YOU-KOは衣装を手掛けるにあたり、大切にしている点について「一番はまず、本人がその衣装を身をまとった瞬間、その人物になれる衣装だと思えること。自信を持ってその人物(キャラクター)になれる衣装を作れるように心がけています」と語る。
さらに「原作がある場合、特にコミックのようにすでに衣装のデザインができあがっている場合は、その原作を活かしつつ、リアルな人間が着た時に、その役に見えることが重要かと」と、リアリティを踏まえた衣装作りを行ったそうだ。
『ブラックナイトパレード』では、三春や橋本演じる北条志乃、中川演じる田中皇帝(カイザー)、渡邊演じる古平鉄平がまとうブラックサンタの黒いサンタ服がインパクト大だ。
同衣装について「メインキャストが大勢いるなかでの4人であり、制服という縛りがあるなか、それぞれの個性が見えるように、小さなところでいろいろな工夫をしています。特に男性3人の制服は、シャツの襟の形にこだわりました」とのこと。
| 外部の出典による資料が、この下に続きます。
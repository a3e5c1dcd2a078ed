//! Deadline enforcement for gateway calls.

use async_trait::async_trait;
use hackhub_core::{RowId, StorageError, StorageResult};
use std::future::Future;
use std::time::Duration;

use crate::gateway::{Document, PersistenceGateway, Record, RecordKey};

/// Gateway decorator that bounds every call with a deadline.
///
/// A call that does not finish in time fails with the retryable
/// [`StorageError::Timeout`] instead of blocking its caller.
///
/// On timeout the inner future is dropped. For `insert` and `update` the
/// outcome is then indeterminate: a backend that already accepted the
/// request may still apply the write after the caller has seen `Timeout`.
/// Callers must treat a timed-out write as possibly landed and resync any
/// cached copy before trusting it.
#[derive(Debug, Clone)]
pub struct TimedGateway<G> {
    inner: G,
    timeout: Duration,
}

impl<G> TimedGateway<G> {
    pub fn new(inner: G, timeout: Duration) -> Self {
        Self { inner, timeout }
    }

    pub fn timeout(&self) -> Duration {
        self.timeout
    }

    pub fn inner(&self) -> &G {
        &self.inner
    }

    async fn with_deadline<T, F>(&self, operation: &'static str, call: F) -> StorageResult<T>
    where
        F: Future<Output = StorageResult<T>>,
    {
        match tokio::time::timeout(self.timeout, call).await {
            Ok(result) => result,
            Err(_) => {
                let after_ms = u64::try_from(self.timeout.as_millis()).unwrap_or(u64::MAX);
                tracing::warn!(operation, after_ms, "Gateway call exceeded its deadline");
                Err(StorageError::Timeout {
                    operation: operation.to_string(),
                    after_ms,
                })
            }
        }
    }
}

#[async_trait]
impl<G: PersistenceGateway> PersistenceGateway for TimedGateway<G> {
    async fn read_one(&self, key: &RecordKey) -> StorageResult<Option<Record>> {
        self.with_deadline("read_one", self.inner.read_one(key)).await
    }

    async fn read_all(&self, collection: &str) -> StorageResult<Vec<Record>> {
        self.with_deadline("read_all", self.inner.read_all(collection))
            .await
    }

    async fn insert(&self, record: Record) -> StorageResult<RowId> {
        self.with_deadline("insert", self.inner.insert(record)).await
    }

    async fn update(&self, key: &RecordKey, fields: Document) -> StorageResult<()> {
        self.with_deadline("update", self.inner.update(key, fields))
            .await
    }
}
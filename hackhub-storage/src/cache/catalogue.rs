//! Whole-collection cache for read-mostly catalogues.
//!
//! Locations, events and similar catalogues are read far more often than they
//! change and are always consumed as a whole, so they are cached as one value
//! with a single TTL and no per-element tracking.

use hackhub_core::{StorageResult, Ttl};
use std::future::Future;
use std::sync::{PoisonError, RwLock, RwLockReadGuard, RwLockWriteGuard};
use tokio::sync::Mutex;
use tokio::time::Instant;

use super::entry::is_stale;

#[derive(Debug)]
struct CatalogueState<T> {
    items: Vec<T>,
    last_synced_at: Option<Instant>,
}

/// Cache holding a whole catalogue under one TTL.
///
/// An empty result from [`get_all`](Self::get_all) means "repopulate from the
/// source of truth": the catalogue was never set, was deleted, or expired.
#[derive(Debug)]
pub struct CatalogueCache<T> {
    name: String,
    ttl: Ttl,
    state: RwLock<CatalogueState<T>>,
    /// Held by the one caller running the loader.
    load_gate: Mutex<()>,
}

impl<T: Clone> CatalogueCache<T> {
    pub fn new(name: impl Into<String>, ttl: Ttl) -> Self {
        Self {
            name: name.into(),
            ttl,
            state: RwLock::new(CatalogueState {
                items: Vec::new(),
                last_synced_at: None,
            }),
            load_gate: Mutex::new(()),
        }
    }

    pub fn name(&self) -> &str {
        &self.name
    }

    pub fn is_expired(&self) -> bool {
        is_stale(self.ttl, self.read_state().last_synced_at)
    }

    /// Cached items, or an empty list if the catalogue must be repopulated.
    pub fn get_all(&self) -> Vec<T> {
        let state = self.read_state();
        if is_stale(self.ttl, state.last_synced_at) {
            Vec::new()
        } else {
            state.items.clone()
        }
    }

    /// Replace the cached items and mark them fresh.
    pub fn set_all(&self, items: Vec<T>) {
        let mut state = self.write_state();
        state.items = items;
        state.last_synced_at = Some(Instant::now());
    }

    /// Drop the cached items so the next reader repopulates them.
    pub fn delete_all(&self) {
        let mut state = self.write_state();
        state.items.clear();
        state.last_synced_at = None;
    }

    /// Return the cached items, running `loader` once if they must be
    /// repopulated.
    ///
    /// Concurrent callers wait for a single in-flight load. An empty load
    /// result is returned but not cached.
    pub async fn get_or_load<F, Fut>(&self, loader: F) -> StorageResult<Vec<T>>
    where
        F: FnOnce() -> Fut,
        Fut: Future<Output = StorageResult<Vec<T>>>,
    {
        let cached = self.get_all();
        if !cached.is_empty() {
            return Ok(cached);
        }

        let _flight = self.load_gate.lock().await;
        let cached = self.get_all();
        if !cached.is_empty() {
            return Ok(cached);
        }

        let items = loader().await?;
        tracing::debug!(catalogue = %self.name, count = items.len(), "Catalogue loaded");
        if !items.is_empty() {
            self.set_all(items.clone());
        }
        Ok(items)
    }

    fn read_state(&self) -> RwLockReadGuard<'_, CatalogueState<T>> {
        self.state.read().unwrap_or_else(PoisonError::into_inner)
    }

    fn write_state(&self) -> RwLockWriteGuard<'_, CatalogueState<T>> {
        self.state.write().unwrap_or_else(PoisonError::into_inner)
    }
}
その違いについて「三春は少しカジュアル、鉄平はとても堅苦しいイメージ、皇帝はワルでヤンキーなイメージ。特に皇帝の襟は、いつでも絶妙に開いた状態の襟にしました。志乃はコートの形と、マフラーの先っちょのぼんぼりです。男性のマフラーは原作どおり先がフリンジになっています」と、ディテールへのこだわりも口にした。
また「かなり冒険させてもらいました」と語るのは、玉木宏が声を当てているクネヒトの衣装だ。“顔のない謎の男”クネヒトは、北極にあるサンタクロースハウスの社長で、三春の運命を変えた重要なキャラクターだ。
「クネヒトは顔のないキャラなので、いかに個性を持たせるかと考え、作品のなかで一番豪華で威厳のある服にしようと思いました。固まった帽子は浮遊感があって、自分自身もとても気に入っています」。
興味深いのは、三春の上司で、サンタクロースハウスの工場で働く妖精のリーダー、帽子さんの衣装だ。可愛らしい外見だが、中身はおっさんのようなキャラクターなので「制作チーム全体が当初、着ぐるみのような作りだと考えていました」と述懐。
「でも、原作を読み解くうちに、これは『洋服(衣装)だ』という結論に達しました。自由に動き、着ることのできる『帽子』にすべきだと。中の方の動きにも助けられ、まさに『帽子さん』となりました」と手応えを口にする。
キャラクターの魅力を際立たせる衣装の数々だが「衣装作りで欠かせない材料といえば、ボタンや、モチーフパーツなどがありますが、その1つ1つもすべてデザインし、製作したオリジナルです」と言うYOU-KO。役者の力量はもちろん、陰で支える衣装スタッフ陣の細やかな職人技によって、よりキャラクターが輝いているのだと、しみじみ実感させられた。
細部までいろいろなこだわりが詰まった『ブラックナイトパレード』。まだ映画を観ていない人も、すでに1回観たという人も、そういったディテールに注目して観てもらえば、また新たな発見がありそう。ぜひお正月に、本作で“笑い初め”をしていただきたい。